I am happy to say I’m getting back into reading again so I started reading in bed before I go to sleep to relax my mind .Its been going good the last couple of days and so tonight I read again and my mind just wouldn’t shut off I’m reading but my mind is actually thinking of other things.. night is when I think so no wonder why I am not a good sleeper …I guess old habits die hard . So I will put the book down and I will just try sleeping wish me luck oh by the way the book is good it’s just not winning over my thoughts tonight and sadly things I shouldn’t be wasting a minute on.
I’m laying here in the darkness while my husband sleeps I could go into another room but I want to feel the warmth of my bed and hearing him sleep is comforting. .My thoughts are keeping me awake the tradegedy in London and just all the injustice in this world is heavy on the mind and ‘heart. Everyone is suffering from something whether is attacks drug addiction it’s just so unfair .life as become more scary every time my kids walk out the door I pray they will be safe. Yes I guess that is normal but it’s just the worries have gotten so much bigger and how do we stop it ? It’s definitely not going to change any time soon. I just wish for peace and love and a simple safe happy life. Is that possible? Oh my mind is so unsettled tonight even the sound of a distant train is giving me a chill down my spine , when other night’s it would be soothing…comforting. I pray tonight for health and safety and happiness as I try to sleep..
Okay so its not a really nothing to do day hahaha isn’t there always something to do? I was just stating that I had no track meet or food shopping so no where to be or errands to run. …but yes laundry and its about done. and supper will be cooking soon enough. I had a nice morning enjoying my morning coffee with my daughter before she had to go to work so now the house is quiet clean and Miss Abigail is happily sleeping. I have not adult colored in awhile I may try doing that later and watch another episode of 13 Reasons Why. it’s another chilly May day so nothing outside. Mother Nature is just not wanting it to feel like Spring our way she is a bit moody so what else can you do but make the best of it right? at least the flowers are blooming and beautiful. well going to do a few things enjoy your day.

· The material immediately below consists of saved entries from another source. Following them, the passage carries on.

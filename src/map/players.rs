use serde::Serialize;

use crate::codec::{latin1_len, Decode, Decoder, Encode, Encoder};
use crate::error::{Error, Result};
use crate::property::{Properties, PropertyValue};

/// A player slot
///
/// Map files store only the properties; script files prefix them with the name.
#[derive(Debug, Clone, PartialEq, Default, Serialize)]
pub struct Player {
    pub name: String,
    pub properties: Properties,
}

impl Player {
    pub const NAME: &'static str = "playerName";

    pub fn new(name: impl Into<String>) -> Self {
        let name = name.into();
        let mut properties = Properties::new();
        properties.set(Self::NAME, PropertyValue::OneByteString(name.clone()));
        Self { name, properties }
    }

    fn with_side(
        name: impl Into<String>,
        is_human: bool,
        display_name: &str,
        faction: &str,
        allies: &str,
        enemies: &str,
    ) -> Self {
        let mut player = Self::new(name);
        let properties = &mut player.properties;
        properties.set("playerIsHuman", PropertyValue::Boolean(is_human));
        properties.set("playerDisplayName", PropertyValue::TwoByteString(display_name.into()));
        properties.set("playerFaction", PropertyValue::OneByteString(faction.into()));
        properties.set("playerAllies", PropertyValue::OneByteString(allies.into()));
        properties.set("playerEnemies", PropertyValue::OneByteString(enemies.into()));
        player
    }

    pub fn human(
        name: impl Into<String>,
        display_name: &str,
        faction: &str,
        allies: &str,
        enemies: &str,
    ) -> Self {
        Self::with_side(name, true, display_name, faction, allies, enemies)
    }

    pub fn ai(
        name: impl Into<String>,
        display_name: &str,
        faction: &str,
        allies: &str,
        enemies: &str,
    ) -> Self {
        Self::with_side(name, false, display_name, faction, allies, enemies)
    }

    /// Set `playerColor` as packed ARGB
    pub fn with_color(mut self, a: u8, r: u8, g: u8, b: u8) -> Self {
        let argb = u32::from_be_bytes([a, r, g, b]) as i32;
        self.properties.set("playerColor", PropertyValue::Integer(argb));
        self
    }

    pub fn is_human(&self) -> Option<bool> {
        self.properties.get_bool("playerIsHuman")
    }

    pub fn faction(&self) -> Option<&str> {
        self.properties.get_str("playerFaction")
    }

    /// SidesList stores no name; it must be carried by `playerName`
    pub fn check_side_name(&self) -> Result<()> {
        match self.properties.get_str(Self::NAME) {
            Some(name) if name == self.name => Ok(()),
            stored => Err(Error::InvalidModel(format!(
                "player {:?} has {} {stored:?}",
                self.name,
                Self::NAME
            ))),
        }
    }

    /// Player as stored in a SidesList: properties only, name taken from `playerName`
    pub fn read_side(de: &mut Decoder<'_>) -> Result<Self> {
        let properties = Properties::decode(de)?;
        let name = properties.get_str(Self::NAME).unwrap_or_default().to_owned();
        tracing::trace!(%name, "player");
        Ok(Self { name, properties })
    }

    /// Player as stored in ScriptsPlayers: name, then properties if the list carries them
    pub fn read_named(de: &mut Decoder<'_>, with_properties: bool) -> Result<Self> {
        let name = de.read_string()?;
        tracing::trace!(%name, "player");
        let properties = if with_properties {
            Properties::decode(de)?
        } else {
            Properties::new()
        };
        Ok(Self { name, properties })
    }

    pub fn named_len(&self, with_properties: bool) -> usize {
        2 + latin1_len(&self.name) + if with_properties { self.properties.encoded_len() } else { 0 }
    }

    pub fn write_named(&self, en: &mut Encoder, with_properties: bool) -> Result<()> {
        en.write_string(&self.name)?;
        if with_properties {
            self.properties.encode(en)?;
        }
        Ok(())
    }
}

#[derive(Debug, Clone, PartialEq, Default, Serialize)]
pub struct Team {
    pub properties: Properties,
}

impl Team {
    pub fn new(name: &str, owner: &str) -> Self {
        let mut properties = Properties::new();
        properties.set("teamName", PropertyValue::OneByteString(name.into()));
        properties.set("teamOwner", PropertyValue::OneByteString(owner.into()));
        properties.set("teamIsSingleton", PropertyValue::Boolean(true));
        Self { properties }
    }

    pub fn name(&self) -> Option<&str> {
        self.properties.get_str("teamName")
    }
}

impl Decode for Team {
    fn decode(de: &mut Decoder<'_>) -> Result<Self> {
        let properties = Properties::decode(de)?;
        tracing::trace!(name = ?properties.get_str("teamName"), "team");
        Ok(Self { properties })
    }
}

impl Encode for Team {
    fn encoded_len(&self) -> usize {
        self.properties.encoded_len()
    }

    fn encode(&self, en: &mut Encoder) -> Result<()> {
        self.properties.encode(en)
    }
}

#[cfg(test)]
mod tests {
    use super::*;
    use crate::codec::BinaryReader;

    #[test]
    fn test_side_player_recovers_name() {
        let player = Player::human("player0", "Player 1", "FactionAmerica", "", "player1")
            .with_color(255, 10, 20, 30);
        assert_eq!(player.is_human(), Some(true));
        assert_eq!(
            player.properties.get_i32("playerColor"),
            Some(((255u32 << 24) | (10 << 16) | (20 << 8) | 30) as i32)
        );

        let mut en = Encoder::new();
        player.properties.encode(&mut en).unwrap();
        let (strings, body) = en.finish();
        let mut de = Decoder::new(BinaryReader::new(&body), strings);
        assert_eq!(Player::read_side(&mut de).unwrap(), player);
    }

    #[test]
    fn test_side_name_must_match_player_name_property() {
        assert!(Player::new("PlyrCreeps").check_side_name().is_ok());

        let bare = Player { name: "PlyrCreeps".into(), properties: Properties::new() };
        assert!(matches!(bare.check_side_name(), Err(Error::InvalidModel(_))));

        let mut renamed = Player::new("PlyrCreeps");
        renamed.name = "PlyrCivilian".into();
        assert!(matches!(renamed.check_side_name(), Err(Error::InvalidModel(_))));
    }

    #[test]
    fn test_named_player_without_properties() {
        let player = Player::ai("SkirmishChina", "China", "FactionChina", "", "");
        let mut en = Encoder::new();
        player.write_named(&mut en, false).unwrap();
        assert_eq!(en.len(), player.named_len(false));
        let (strings, body) = en.finish();

        let mut de = Decoder::new(BinaryReader::new(&body), strings);
        let read = Player::read_named(&mut de, false).unwrap();
        assert_eq!(read.name, "SkirmishChina");
        assert!(read.properties.is_empty());
    }

    #[test]
    fn test_team_roundtrip() {
        let team = Team::new("teamPlyrCivilian", "PlyrCivilian");
        let mut en = Encoder::new();
        en.write_value("Team", &team).unwrap();
        let (strings, body) = en.finish();
        let mut de = Decoder::new(BinaryReader::new(&body), strings);
        let read = Team::decode(&mut de).unwrap();
        assert_eq!(read.name(), Some("teamPlyrCivilian"));
        assert_eq!(read, team);
    }
}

I love this window… usually I sit to the side of it in my comfy chair and I write , read , do adult coloring because its so bright and sunny and warm So lately Miss Abigail as decided she likes my chair so she is taking a nice afternoon nap in it and I am sitting on the couch and I am head on now with the window and I guess I should thank her hahaha the view is even more beautiful and the sun is bright and I still can feel the warmth of the sun. I guess sometimes looking at things in a different angle is a good thing .We sometimes get so custom to looking at things in the same way that we loose sight of what we could be missing . nice to shake things up a bit . even if its just looking out my window in a different view can make you think.
Night time upon us and the chill in the air sends shock waves through my already tired cold body. The sky is as dark as can be the star’s are tucked away in the cloudy sky. Even the woods seem quiet tonight, no scurrying of wild life to be heard. Just a sound of a far away car motor or a whistle of train going by to shake the web’s from your tired mind.. Mother Nature why do you seem upset tonight ?sending this chill our way. Please bring your warmth back please be happy again.
Night …stillness ,quietness alone in my thoughts. Content. Everyone one settled in for the night happy, slowly drifting off to sleep time to say good night and say my prayers ..
It’s a rainy Spring day and it was easy to get things done around the house that really needed to be done then rushing around so I could sit out on the deck in the sun or take a drive and get a coffee …believe not a bad thing but so hard to do house work then. Supper is cooking in the crock pot the delicious smell of chicken cooking fills the house.and dusting is done laundry is going now relaxing and thinking about what a friend going to call her that she is one of my followers on my blog and she has one herself and she gave great advice on my last post. on changes and so I am sitting here and thinking about what she said and making my list. I hope she reads this and knows how i am taking her advice. It’s hard though because the person I was before my kids is a bit different or maybe I just lost who i was and its covered under the surface of being the person i am now and I just have to bring that person back to the surface…does that make since ? if you read my last post you will hopefully understand . So I know one thing hahaha I did get a little bit more serious over the years and uptight more which I think I could let go a bit… and I need to let go of feeling guilty for wanting to have more time for what I enjoy when the only one holding me back is me. I think my kids want that because yes the string needs to be cut a bit . and there the ones cutting it and I am trying to hold on to . So hard this will take sometime maybe baby steps? ….yes that could work. I will get back to you on this.